As Harvard Yard bustled with back-to-school energy Tuesday evening, hundreds gathered to hear from classmates affected by the Trump administration's decision to end the Deferred Action for Childhood Arrivals program, or DACA.

For years, Harvard has not considered immigration status in admissions decision. Today, it's home to at least several dozen students in the country illegally, at least 40 of whom are enrolled in the DACA program. That program, and the university's wealth and security, have helped foster an environment where students in the country illegally can speak out.

But after Attorney General Jeff Sessions announced the end of DACA, some students were wondering aloud about whether that program was worth the trouble.

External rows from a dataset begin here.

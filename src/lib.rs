//! Platewatch - license plate recognition service for Frigate NVR events
//!
//! ## Architecture
//!
//! 1. MqttSubscriber - event ingestion into a bounded worker pool
//! 2. EventPipeline - admission, dedup, attempt bounding, orchestration
//! 3. RecognitionClient - two interchangeable recognition backends
//! 4. WatchlistMatcher - three-tier watched-plate resolution
//! 5. EventTracker - per-event attempt bookkeeping
//! 6. PlateStore - SQLite plate history (at-most-once per event)
//! 7. FrigateClient - NVR snapshot/sublabel adapter
//! 8. SnapshotSaver - annotated snapshot persistence
//! 9. WebAPI - health and stats endpoints

pub mod config;
pub mod error;
pub mod event_filters;
pub mod event_model;
pub mod event_tracker;
pub mod frigate;
pub mod messaging;
pub mod metrics;
pub mod pipeline;
pub mod recognition;
pub mod snapshots;
pub mod state;
pub mod storage;
pub mod watchlist;
pub mod web_api;

pub use error::{Error, Result};
pub use state::AppState;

At the rally this week, the crowd listened quietly as affected students took turns at a megaphone. Many expressed pain, even teared up, as they spoke about the future and their families back home.

Then Harvard junior Bruno Villegas spoke in a different tone of voice: "DACA was a half-assed decision, but it helped us. And even now that was taken away. It's insane."

Villegas was born in Peru, and moved to California at age 6.

DACA was designed to target students like him, who represent a sympathetic slice of the more than 11 million people in the United States without papers.

So-called "DREAMers" were brought here as young children; they have integrated into American society and the program requires them to keep a clean criminal record on their way to school and work.

That targeting has helped to make DACA popular, even with many Trump supporters — polls say more than two-thirds of them want beneficiaries to be allowed to stay in the country.

But the program also implicitly blamed parents for bringing the DREAMers into the country, and left them vulnerable to deportation.

At the rally, Villegas asked whether that stigma was worth it, given that the policy may die after just five years. Hearing your parents "demonized," he said, "scars people... It's hard to deal with."

Villegas recognizes the irony of criticizing DACA at a rally planned to protest its end. But he says it's part of how he's come to see the problem, even as a beneficiary of the policy. "Being able to cross the country to come to school here — that's a huge blessing. But the reality of it is most people are left out."

Bruno Villegas, a junior at Harvard College, was born in Peru and came to the United States when he was 6. (Max Larkin/WBUR)
Bruno Villegas, a junior at Harvard College, was born in Peru and came to the United States when he was 6. (Max Larkin/WBUR)

Villegas isn't alone in feeling that way.

Many DACA students who enroll at elite universities feel the weight of expectations, and see academic success as a way to reward their parents' sacrifice.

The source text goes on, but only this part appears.